AUDREY HEPBURN: PORTRAITS OF AN ICON at the National Portrait Gallery

Audrey Hepburn is very popular.  Don’t even think about turning up on spec to see this exhibition because you will, like me, find that other more organised people have got the tickets.  Audrey Hepburn, film star, is an image that most of us are familiar with: this exhibition has many of those but we start with pictures of her as part of the chorus line in the West End and as a Marshall & Snelgrove mannequin.  That early training as a dancer and model stood her in good stead in the years to come.

Audrey Hepburn by Antony Beauchamp, 1955 ©Reserved

Audrey Hepburn by Antony Beauchamp, 1955
©Reserved

In my mind, I am slender, gamine and have effortless chic.  Reality reveals me to be a little more elephantine than Audrey.  That doesn’t stop me gazing at the black and white image of our heroine dressed in black slacks, a v-neck jersey and funnel neck top and wondering where I can buy the garments.  Surely if I were to wear such things, I would look a little less elephantine.  The photo was taken in 1955 but the clothes would not look out of place today.

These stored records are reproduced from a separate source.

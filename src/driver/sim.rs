// src/driver/sim.rs - in-process controller stand-in for tests and offline bring-up
use std::sync::Arc;
use std::time::Duration;

use async_trait::async_trait;
use rand::Rng;
use tokio::sync::{Mutex, broadcast, mpsc, oneshot};
use uuid::Uuid;

use crate::gcode::Directive;

use super::{
    ControllerFault, ControllerState, DriverError, ExecOutcome, MotionDriver, StatusReport,
    Submission,
};

const STATUS_CHANNEL_CAPACITY: usize = 64;
const DEFAULT_EXEC_DELAY: Duration = Duration::from_millis(50);

/// Counters describing everything the simulated controller has been asked to
/// do. Snapshots are cheap to clone out for assertions.
#[derive(Debug, Default, Clone)]
pub struct SimStats {
    pub streams_opened: usize,
    pub streams_open: usize,
    pub max_streams_open: usize,
    pub lists_run: usize,
    pub lists_refused: usize,
    pub primes: usize,
    pub quits: usize,
    pub holds: usize,
    pub resumes: usize,
    pub fault_clears: usize,
}

/// A controller that accepts submissions, records every line it is handed,
/// and reports completion after a fixed simulated execution delay. Status
/// reports and fault records are injected by the caller, and submissions can
/// be made to fail on demand.
pub struct SimDriver {
    status_tx: broadcast::Sender<StatusReport>,
    last_fault: Mutex<Option<ControllerFault>>,
    lines: Arc<Mutex<Vec<String>>>,
    params: Mutex<Vec<(String, f64)>>,
    stats: Arc<Mutex<SimStats>>,
    fail_lists: Mutex<usize>,
    exec_delay: Duration,
}

impl SimDriver {
    pub fn new() -> Arc<Self> {
        Self::with_exec_delay(DEFAULT_EXEC_DELAY)
    }

    pub fn with_exec_delay(exec_delay: Duration) -> Arc<Self> {
        let (status_tx, _) = broadcast::channel(STATUS_CHANNEL_CAPACITY);
        Arc::new(SimDriver {
            status_tx,
            last_fault: Mutex::new(None),
            lines: Arc::new(Mutex::new(Vec::new())),
            params: Mutex::new(Vec::new()),
            stats: Arc::new(Mutex::new(SimStats::default())),
            fail_lists: Mutex::new(0),
            exec_delay,
        })
    }

    /// Publish a status report as if the controller had sent it.
    pub fn inject(&self, report: StatusReport) {
        let _ = self.status_tx.send(report);
    }

    /// Record a fault as if the controller had raised it. Usually paired with
    /// an injected alarm report.
    pub async fn raise_fault(&self, code: u16, message: &str) {
        *self.last_fault.lock().await = Some(ControllerFault {
            code,
            message: message.to_string(),
        });
    }

    /// Every directive line handed to the controller so far, in order.
    pub async fn sent_lines(&self) -> Vec<String> {
        self.lines.lock().await.clone()
    }

    /// Parameter writes in the order they were made.
    pub async fn parameter_writes(&self) -> Vec<(String, f64)> {
        self.params.lock().await.clone()
    }

    /// Refuse the next `count` list submissions.
    pub async fn fail_next_lists(&self, count: usize) {
        *self.fail_lists.lock().await += count;
    }

    pub async fn stats(&self) -> SimStats {
        self.stats.lock().await.clone()
    }

    /// Emit a trickle of position reports so an interactive console has
    /// something to show when no real tool is attached.
    pub fn spawn_demo_feed(self: &Arc<Self>, period: Duration) {
        let status_tx = self.status_tx.clone();
        tokio::spawn(async move {
            let mut posx = 0.0f64;
            loop {
                tokio::time::sleep(period).await;
                posx += rand::rng().random_range(-0.05..0.05);
                let mut report = StatusReport::default();
                report.fields.insert(
                    "posx".to_string(),
                    serde_json::json!((posx * 1000.0).round() / 1000.0),
                );
                report
                    .fields
                    .insert("vel".to_string(), serde_json::json!(0.0));
                if status_tx.send(report).is_err() {
                    break;
                }
            }
        });
    }
}

#[async_trait]
impl MotionDriver for SimDriver {
    fn subscribe(&self) -> broadcast::Receiver<StatusReport> {
        self.status_tx.subscribe()
    }

    async fn last_fault(&self) -> Option<ControllerFault> {
        self.last_fault.lock().await.clone()
    }

    async fn clear_last_fault(&self) {
        self.last_fault.lock().await.take();
        self.stats.lock().await.fault_clears += 1;
    }

    async fn set_parameter(&self, key: &str, value: f64) -> Result<(), DriverError> {
        self.params.lock().await.push((key.to_string(), value));
        Ok(())
    }

    async fn run_stream(
        &self,
        mut directives: mpsc::UnboundedReceiver<Directive>,
    ) -> Result<Submission, DriverError> {
        let id = Uuid::new_v4();
        let (done_tx, done_rx) = oneshot::channel();
        {
            let mut stats = self.stats.lock().await;
            stats.streams_opened += 1;
            stats.streams_open += 1;
            stats.max_streams_open = stats.max_streams_open.max(stats.streams_open);
        }

        let lines = Arc::clone(&self.lines);
        let stats = Arc::clone(&self.stats);
        let status_tx = self.status_tx.clone();
        let exec_delay = self.exec_delay;
        tokio::spawn(async move {
            while let Some(directive) = directives.recv().await {
                lines.lock().await.push(directive.to_string());
            }
            // Sender dropped: whatever was buffered drains, then the
            // controller goes quiet.
            tokio::time::sleep(exec_delay).await;
            stats.lock().await.streams_open -= 1;
            let _ = status_tx.send(StatusReport::with_stat(ControllerState::ProgramStop));
            let _ = done_tx.send(ExecOutcome {
                id,
                final_state: Some(ControllerState::ProgramStop),
            });
        });

        Ok(Submission { id, done: done_rx })
    }

    async fn run_list(&self, directives: Vec<Directive>) -> Result<Submission, DriverError> {
        let refused = {
            let mut budget = self.fail_lists.lock().await;
            if *budget > 0 {
                *budget -= 1;
                true
            } else {
                false
            }
        };
        if refused {
            self.stats.lock().await.lists_refused += 1;
            return Err(DriverError::Closed);
        }

        let id = Uuid::new_v4();
        let (done_tx, done_rx) = oneshot::channel();
        {
            let mut lines = self.lines.lock().await;
            for directive in &directives {
                lines.push(directive.to_string());
            }
        }
        self.stats.lock().await.lists_run += 1;

        let status_tx = self.status_tx.clone();
        let exec_delay = self.exec_delay;
        tokio::spawn(async move {
            tokio::time::sleep(exec_delay).await;
            let _ = status_tx.send(StatusReport::with_stat(ControllerState::ProgramStop));
            let _ = done_tx.send(ExecOutcome {
                id,
                final_state: Some(ControllerState::ProgramStop),
            });
        });

        Ok(Submission { id, done: done_rx })
    }

    async fn prime(&self) -> Result<(), DriverError> {
        self.stats.lock().await.primes += 1;
        Ok(())
    }

    async fn feed_hold(&self) {
        self.stats.lock().await.holds += 1;
        tracing::debug!("sim: feed hold");
    }

    async fn resume(&self) {
        self.stats.lock().await.resumes += 1;
        tracing::debug!("sim: resume");
    }

    async fn quit(&self) {
        self.stats.lock().await.quits += 1;
        tracing::debug!("sim: motion flush");
    }
}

Audrey Hepburn dressed in Givenchy with sunglasses by Oliver Goldsmith by Douglas Kirkland, 1966 ©Iconic Images/Douglas Kirkland

Audrey Hepburn dressed in Givenchy with sunglasses by Oliver Goldsmith by Douglas Kirkland, 1966
©Iconic Images/Douglas Kirkland

Givenchy is the designer most associated with Miss Hepburn.  Sabrina was the first film he dressed her for in 1954.  Seven more films, with the staples of her off screen wardrobe, followed.  One picture in the exhibition has her dressed in white 1960’s space chic, idly toying with a pair of sunglasses (clothes by Givenchy and glasses by Oliver Goldsmith).  Even dressed in a cloth helmet she looks good, but there are some fashions best left in the 60’s.

Audrey Hepburn by Phillipe Halsman for LIFE magazine, 1954 ©Phillipe Halsman/Magnum Press

Audrey Hepburn by Phillipe Halsman for LIFE magazine, 1954
©Phillipe Halsman/Magnum Press

June Boardman was my first dress maker.  She taught me how to select colour and fabric, how to lay out a pattern, how to make clothes myself.  I continued to make most of my own clothes until High Street fashion became so cheap that it no longer made financial sense.  There is one shot of Audrey in the exhibition that caused me to look again, as it reminded me of pictures of my Mother before I was born.  She is dressed in pink (my Mother was black and white in those days) and looks over her shoulder back at us. Proof that we all have bit of Audrey in us.

Usually I make my cultural jaunts in the morning.  On this occasion I was due to meet Mr CW for dinner and so had a late afternoon visit and had no coffee break.  We dined at Rabot 1745 and made the most of the Junior CW’s being away on a school trip.

AUDREY HEPBURN: PORTRAITS OF AN ICON

2 July – 18 October 2015

Admission £9 (concessions £7)

To book tickets click here

Open daily 10am -6pm (Thursday and Friday until 9pm)

5 Comments

  1. August 11, 2015 / 2:37 pm

    Oh, I’d love to see this. Wasn’t she gorgeous and, more importantly, a wonderful humanitarian. I’ve won two first class train tickets to London so I think I will put this on my list, along with the V&A.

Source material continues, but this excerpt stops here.